◆ **Exercise aim**
Show every line of the data that includes the word "decimals".

[[ Input records, beginning ]]

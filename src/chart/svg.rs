//! Scene serialization to SVG.
//!
//! One serializer over the scene graph; swapping the output dialect means
//! swapping this module, not touching the assembler. Numbers are written
//! in C `%g` style (6 significant figures, trailing zeros trimmed) so the
//! markup stays compact and stable across renders.

use enum_dispatch::enum_dispatch;
use svg::Document;
use svg::node::element as el;

use super::scene::{
    Anchor, Circle, FontWeight, Group, Line, Path, PathCmd, PathData, Polygon, Scene, SceneNode,
    Stroke, Text,
};

/// Serialize a scene to a standalone SVG document.
pub fn to_svg(scene: &Scene) -> String {
    let size = fmt_num(scene.size);
    let mut document = Document::new()
        .set("viewBox", format!("0 0 {size} {size}"))
        .set("width", size.clone())
        .set("height", size);
    for node in &scene.nodes {
        document = document.add(node.emit());
    }
    document.to_string()
}

/// Emission of one scene node as an SVG DOM node.
#[enum_dispatch]
pub(crate) trait EmitSvg {
    fn emit(&self) -> Box<dyn svg::node::Node>;
}

impl EmitSvg for Circle {
    fn emit(&self) -> Box<dyn svg::node::Node> {
        let mut node = el::Circle::new()
            .set("cx", fmt_num(self.center.x))
            .set("cy", fmt_num(self.center.y))
            .set("r", fmt_num(self.radius))
            .set("fill", self.fill.clone().unwrap_or_else(|| "none".into()));
        if let Some(stroke) = &self.stroke {
            node = apply_stroke(node, stroke);
        }
        Box::new(node)
    }
}

impl EmitSvg for Line {
    fn emit(&self) -> Box<dyn svg::node::Node> {
        let mut node = el::Line::new()
            .set("x1", fmt_num(self.from.x))
            .set("y1", fmt_num(self.from.y))
            .set("x2", fmt_num(self.to.x))
            .set("y2", fmt_num(self.to.y));
        node = apply_stroke(node, &self.stroke);
        if let Some(class) = &self.class {
            node = node.set("class", class.clone());
        }
        Box::new(node)
    }
}

impl EmitSvg for Path {
    fn emit(&self) -> Box<dyn svg::node::Node> {
        let mut node = el::Path::new()
            .set("d", path_data_string(&self.data))
            .set("fill", self.fill.clone().unwrap_or_else(|| "none".into()));
        if let Some(stroke) = &self.stroke {
            node = apply_stroke(node, stroke);
        }
        Box::new(node)
    }
}

impl EmitSvg for Text {
    fn emit(&self) -> Box<dyn svg::node::Node> {
        let anchor = match self.anchor {
            Anchor::Start => "start",
            Anchor::Middle => "middle",
            Anchor::End => "end",
        };
        let mut node = el::Text::new(self.content.clone())
            .set("x", fmt_num(self.pos.x))
            .set("y", fmt_num(self.pos.y))
            .set("font-size", fmt_num(self.size))
            .set("fill", self.fill.clone())
            .set("text-anchor", anchor)
            .set("dominant-baseline", "central");
        if self.weight == FontWeight::Bold {
            node = node.set("font-weight", "bold");
        }
        if let Some(class) = &self.class {
            node = node.set("class", class.clone());
        }
        Box::new(node)
    }
}

impl EmitSvg for Polygon {
    fn emit(&self) -> Box<dyn svg::node::Node> {
        let points = self
            .points
            .iter()
            .map(|p| format!("{},{}", fmt_num(p.x), fmt_num(p.y)))
            .collect::<Vec<_>>()
            .join(" ");
        Box::new(
            el::Polygon::new()
                .set("points", points)
                .set("fill", self.fill.clone()),
        )
    }
}

impl EmitSvg for Group {
    fn emit(&self) -> Box<dyn svg::node::Node> {
        let mut node = el::Group::new();
        if let Some(id) = &self.id {
            node = node.set("id", id.clone());
        }
        if let Some(class) = &self.class {
            node = node.set("class", class.clone());
        }
        for child in &self.children {
            node = node.add(child.emit());
        }
        Box::new(node)
    }
}

fn apply_stroke<T: svg::node::Node>(mut node: T, stroke: &Stroke) -> T {
    node.assign("stroke", stroke.color.clone());
    node.assign("stroke-width", fmt_num(stroke.width));
    if let Some(dash) = &stroke.dash {
        node.assign("stroke-dasharray", dash.clone());
    }
    node.assign("stroke-linecap", "round");
    node
}

/// Render typed path commands into an SVG `d` attribute.
fn path_data_string(data: &PathData) -> String {
    let mut d = String::new();
    for cmd in &data.commands {
        if !d.is_empty() {
            d.push(' ');
        }
        match cmd {
            PathCmd::MoveTo(p) => {
                d.push_str(&format!("M {} {}", fmt_num(p.x), fmt_num(p.y)));
            }
            PathCmd::LineTo(p) => {
                d.push_str(&format!("L {} {}", fmt_num(p.x), fmt_num(p.y)));
            }
            PathCmd::Arc {
                radius,
                large_arc,
                sweep,
                to,
            } => {
                let r = fmt_num(*radius);
                d.push_str(&format!(
                    "A {r} {r} 0 {} {} {} {}",
                    *large_arc as u8,
                    *sweep as u8,
                    fmt_num(to.x),
                    fmt_num(to.y)
                ));
            }
            PathCmd::Close => d.push('Z'),
        }
    }
    d
}

/// Format a number matching C's %g format (6 significant figures, trailing
/// zeros trimmed).
pub(crate) fn fmt_num(value: f64) -> String {
    if value == 0.0 {
        return "0".to_string();
    }

    const SIG_FIGS: i32 = 6;
    let magnitude = value.abs().log10().floor() as i32;
    let scale = 10_f64.powi(SIG_FIGS - 1 - magnitude);
    let rounded = (value * scale).round() / scale;

    let decimals = (SIG_FIGS - 1 - magnitude).max(0) as usize;
    let s = format!("{rounded:.decimals$}");
    let s = s.trim_end_matches('0');
    s.trim_end_matches('.').to_string()
}

#[cfg(test)]
mod tests {
    use super::*;
    use glam::dvec2;

    #[test]
    fn fmt_num_trims_like_percent_g() {
        assert_eq!(fmt_num(0.0), "0");
        assert_eq!(fmt_num(250.0), "250");
        assert_eq!(fmt_num(1.5), "1.5");
        assert_eq!(fmt_num(-0.5), "-0.5");
        assert_eq!(fmt_num(0.123456789), "0.123457");
        assert_eq!(fmt_num(399.99999999999994), "400");
    }

    #[test]
    fn path_data_renders_arcs_with_flags() {
        let data = PathData::new()
            .move_to(dvec2(10.0, 20.0))
            .arc_to(100.0, false, true, dvec2(30.0, 40.0))
            .close();
        assert_eq!(path_data_string(&data), "M 10 20 A 100 100 0 0 1 30 40 Z");
    }

    #[test]
    fn scene_serializes_to_svg_markup() {
        let mut group = Group::classed("bodies").with_id("body-Sun");
        group.push(Circle {
            center: dvec2(150.0, 400.0),
            radius: 16.0,
            fill: Some("#fff".into()),
            stroke: Some(Stroke::solid("#111", 1.0)),
        });
        let scene = Scene {
            size: 800.0,
            nodes: vec![group.into()],
        };
        let markup = to_svg(&scene);
        assert!(markup.starts_with("<svg"));
        assert!(markup.contains("viewBox=\"0 0 800 800\""));
        assert!(markup.contains("id=\"body-Sun\""));
        assert!(markup.contains("cx=\"150\""));
        assert!(markup.contains("stroke-linecap=\"round\""));
    }
}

[[ Input records, end ]]

◆ **Your solution**
    let decimals = (SIG_FIGS - 1 - magnitude).max(0) as usize;
    let s = format!("{rounded:.decimals$}");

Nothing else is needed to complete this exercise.